Los argumentos más contundentes en contra de este proyecto se centran en que si no se sabe con suficiente antelación el asteroide que se pretende cazar, será imposible cumplir con la agenda prevista. Si detectamos un pequeño asteroide con la antelación necesaria y decidimos que ese va a ser el objetivo de la misión corremos el riesgo de que cuando esté cerca de nosotros nos demos cuenta de que sus características hagan inviable el proyecto y será demasiado tarde para buscar otro. De otra parte, es muy difícil predecir cuándo vamos a encontrar el asteroide idóneo para el programa, quizá eso no ocurra en el plazo que establezca nuestra agenda. Una alternativa consistiría en viajar hasta un asteroide, que conozcamos desde un principio con suficiente detalle, para extraer un trozo del mismo y llevarlo a la órbita lunar.

¿Por qué quiere la NASA hacer esto? Un periodista de la CNN comentaba en broma que es posible que nuestras naves no puedan llevar combustible suficiente para llegar a su destino y sería interesante poder aterrizar en un asteroide, repostar y seguir el viaje; quizá no haría falta reemprender la marcha inmediatamente, si elegimos el asteroide adecuado podría acercarnos al lugar donde nos dirigimos. También se especula con la posibilidad de extraer de los asteroides materias primas que en la Tierra se han agotado o que ni siquiera existen. La experimentación con motores iónicos, necesarios para una futura misión tripulada a Marte, es otra razón que apoya este proyecto. Sin embargo, la defensa de nuestro planeta ante una posible colisión con un asteroide grande capaz de destruir o dañar seriamente nuestra civilización podría justificar con creces el proyecto.
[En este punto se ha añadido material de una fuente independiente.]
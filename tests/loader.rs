#![cfg(all(windows, target_arch = "x86_64"))]
//! Load/unload lifecycle tests against synthetic in-memory DLL images.

mod common;

use common::*;
use memmod::{MemoryModule, PeError};

type NoArgFn = unsafe extern "system" fn() -> i32;

fn call_i32(f: Option<unsafe extern "system" fn() -> isize>) -> i32 {
    let f = f.expect("export should resolve");
    let f: NoArgFn = unsafe { std::mem::transmute(f) };
    unsafe { f() }
}

#[test]
fn load_reports_loaded_state() {
    let image = sample_dll();
    let mut module = MemoryModule::new();

    module.load(&image).unwrap();

    assert!(module.is_loaded());
    assert!(module.is_valid());
    assert!(module.is_64_bit());
    assert!(!module.base_address().is_null());
    assert!(module.image_size() >= SIZE_OF_IMAGE);
    assert_eq!(module.image_size() % 0x1000, 0);
}

#[test]
fn exports_resolve_and_execute() {
    let image = sample_dll();
    let mut module = MemoryModule::new();
    module.load(&image).unwrap();

    assert_eq!(call_i32(module.get_proc_address("alpha")), 42);
    assert_eq!(call_i32(module.get_proc_address("beta")), 7);

    // A fully numeric name falls back to ordinal lookup.
    assert_eq!(call_i32(module.get_proc_address("2")), 7);

    assert!(module.get_proc_address("gamma").is_none());
    assert!(module.get_proc_address("").is_none());
}

#[test]
fn unload_clears_state() {
    let image = sample_dll();
    let mut module = MemoryModule::new();
    module.load(&image).unwrap();

    assert!(module.unload());

    assert!(!module.is_loaded());
    assert!(!module.is_valid());
    assert!(!module.is_64_bit());
    assert!(module.base_address().is_null());
    assert_eq!(module.image_size(), 0);
    assert_eq!(module.export_count(), 0);
    assert!(module.get_proc_address("alpha").is_none());
    assert_eq!(module.module_name(), "");

    // Idempotent.
    assert!(module.unload());
}

#[test]
fn repeated_load_replaces_previous_image() {
    let image = sample_dll();
    let mut module = MemoryModule::new();

    module.load(&image).unwrap();
    module.load(&image).unwrap();

    assert!(module.is_loaded());
    assert_eq!(module.export_count(), 2);
    assert_eq!(call_i32(module.get_proc_address("alpha")), 42);

    module.unload();
    module.load(&image).unwrap();
    assert_eq!(module.export_count(), 2);
}

#[test]
fn truncated_buffer_fails_without_side_effects() {
    let image = sample_dll();
    let mut module = MemoryModule::new();

    let err = module.load(&image[..63]).unwrap_err();
    assert!(matches!(err, PeError::BufferTooSmall));
    assert!(!module.is_loaded());
    assert!(module.base_address().is_null());
}

#[test]
fn lfanew_past_buffer_end_fails() {
    let mut image = sample_dll();
    let len = image.len() as u32;
    image[0x3C..0x40].copy_from_slice(&len.to_le_bytes());

    let mut module = MemoryModule::new();
    let err = module.load(&image).unwrap_err();
    assert!(matches!(err, PeError::OutOfBounds));
    assert!(!module.is_loaded());
}

#[test]
fn foreign_machine_fails() {
    let image = build_image(&ImageSpec {
        machine: MACHINE_I386,
        ..ImageSpec::default()
    });

    let mut module = MemoryModule::new();
    let err = module.load(&image).unwrap_err();
    assert!(matches!(err, PeError::MachineMismatch(_)));
    assert!(!module.is_loaded());
}

#[test]
fn missing_dependency_rolls_back() {
    let image = build_image(&ImageSpec {
        import: Some(("memmod_no_such_dependency.dll", "Whatever")),
        ..ImageSpec::default()
    });

    let mut module = MemoryModule::new();
    let err = module.load(&image).unwrap_err();
    assert!(matches!(err, PeError::DependencyLoadFailed(_)));
    assert!(!module.is_loaded());
    assert!(module.base_address().is_null());
    assert_eq!(module.export_count(), 0);
}

#[test]
fn missing_symbol_rolls_back() {
    let image = build_image(&ImageSpec {
        import: Some(("kernel32.dll", "MemmodDefinitelyMissingExport")),
        ..ImageSpec::default()
    });

    let mut module = MemoryModule::new();
    let err = module.load(&image).unwrap_err();
    assert!(matches!(err, PeError::ImportResolveFailed { .. }));
    assert!(!module.is_loaded());
}

#[test]
fn import_resolution_patches_iat() {
    let image = build_image(&ImageSpec {
        import: Some(("kernel32.dll", "GetTickCount")),
        ..ImageSpec::default()
    });

    let mut module = MemoryModule::new();
    module.load(&image).unwrap();

    let slot = read_u64_at(module.base_address(), RVA_IAT);
    assert_ne!(slot, 0);
    assert_ne!(slot, RVA_IMPORT_BY_NAME as u64);
}

#[test]
fn relocations_adjust_absolute_pointers() {
    let image = sample_dll();

    // Two live handles cannot share the preferred base, so at least one of
    // them is rebased; the invariant must hold for both.
    let mut first = MemoryModule::new();
    let mut second = MemoryModule::new();
    first.load(&image).unwrap();
    second.load(&image).unwrap();

    let bases = [first.base_address(), second.base_address()];
    assert_ne!(bases[0], bases[1]);
    assert!(
        bases.iter().any(|&b| b as u64 != PREFERRED_BASE),
        "at least one image must be rebased"
    );

    for base in bases {
        let expected = base as u64 + RVA_ALPHA as u64;
        assert_eq!(read_u64_at(base, RVA_ABS_SLOT), expected);
    }

    assert_eq!(call_i32(first.get_proc_address("alpha")), 42);
    assert_eq!(call_i32(second.get_proc_address("alpha")), 42);
}

#[test]
fn dll_entry_point_runs_on_attach() {
    let image = build_image(&ImageSpec {
        entry_point: ENTRY_OK,
        ..ImageSpec::default()
    });

    let mut module = MemoryModule::new();
    module.load(&image).unwrap();

    assert_eq!(read_u32_at(module.base_address(), RVA_ENTRY_COUNTER), 1);
}

#[test]
fn executable_entry_point_is_not_invoked() {
    let image = build_image(&ImageSpec {
        entry_point: ENTRY_OK,
        dll: false,
        ..ImageSpec::default()
    });

    let mut module = MemoryModule::new();
    module.load(&image).unwrap();

    assert_eq!(read_u32_at(module.base_address(), RVA_ENTRY_COUNTER), 0);
}

#[test]
fn refused_attach_fails_load() {
    let image = build_image(&ImageSpec {
        entry_point: ENTRY_FAIL,
        ..ImageSpec::default()
    });

    let mut module = MemoryModule::new();
    let err = module.load(&image).unwrap_err();
    assert!(matches!(err, PeError::EntryPointFailed));
    assert!(!module.is_loaded());
    assert!(module.base_address().is_null());
}

#[test]
fn tls_callbacks_run_before_entry() {
    let image = build_image(&ImageSpec {
        with_tls: true,
        ..ImageSpec::default()
    });

    let mut module = MemoryModule::new();
    module.load(&image).unwrap();
    assert_eq!(read_u32_at(module.base_address(), RVA_TLS_COUNTER), 1);

    // Without a TLS directory entry the callback never runs.
    let plain = sample_dll();
    module.load(&plain).unwrap();
    assert_eq!(read_u32_at(module.base_address(), RVA_TLS_COUNTER), 0);
}

#[test]
fn moved_handle_keeps_the_image() {
    let image = sample_dll();
    let mut module = MemoryModule::new();
    module.load(&image).unwrap();
    let base = module.base_address();

    let moved = module;
    assert_eq!(moved.base_address(), base);
    assert_eq!(call_i32(moved.get_proc_address("alpha")), 42);
    drop(moved);
}

#[test]
fn concurrent_export_queries() {
    let image = sample_dll();
    let mut module = MemoryModule::new();
    module.load(&image).unwrap();

    std::thread::scope(|scope| {
        for _ in 0..4 {
            scope.spawn(|| {
                for _ in 0..100 {
                    assert!(module.get_proc_address("alpha").is_some());
                    assert_eq!(module.get_export_list().len(), 2);
                    assert_eq!(module.get_function_ordinal("beta"), Some(2));
                }
            });
        }
    });
}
Del 30 de septiembre al 2 de octubre de 1913, la NASA ha organizado en Houston un congreso para tratar de forma amplia esta iniciativa con distintos representantes del público en general, el mundo académico, las empresas y otras organizaciones gubernamentales. Para el debate del evento se ha seleccionado un centenar de comunicaciones. Una de estas presentaciones se titula Reposicionamiento de un asteroide para la defensa del planeta, de Geoffrey A. Landis. Geoffrey es un científico que trabaja para la NASA en el John Glenn Research Center y en sus ratos libres también escribe ciencia ficción. El resumen que hace de su comunicación es muy interesante:

Geoffrey A. Landis, NASA GRC

Durante estos últimos años ha quedado cada vez más claro que los impactos de asteroides han sido los responsables de extinciones masivas sobre la Tierra, incluyendo el impacto de Chicxulub que terminó con la era de los dinosaurios. La probabilidad de un impacto como este es pequeña pero las consecuencias serían grandes. Por lo tanto, hay un gran interés en encontrar alguna defensa contra un impacto capaz de producir un cataclismo. Nuestra idea es la de utilizar un asteroide contra otro asteroide. Concretamente, proponemos que podríamos encontrar un asteroide de 7 a 10 metros de diámetro, llegar hasta él y llevarlo a una órbita lunar estable que pase por algún punto de Lagrange. Desde esta posición, si se detecta un asteroide amenazante, el asteroide defensivo puede lanzarse siguiendo una trayectoria que intercepte la del objeto que nos amenaza para desviar su trayectoria y evitar que impacte sobre la Tierra.

La probabilidad de que un gran asteroide impacte sobre la Tierra es pequeña, como dice Geoffrey, pero las consecuencias serían terribles para nuestro mundo. La defensa de nuestro planeta frente a semejante amenaza podría ser el primer gran logro de la era espacial.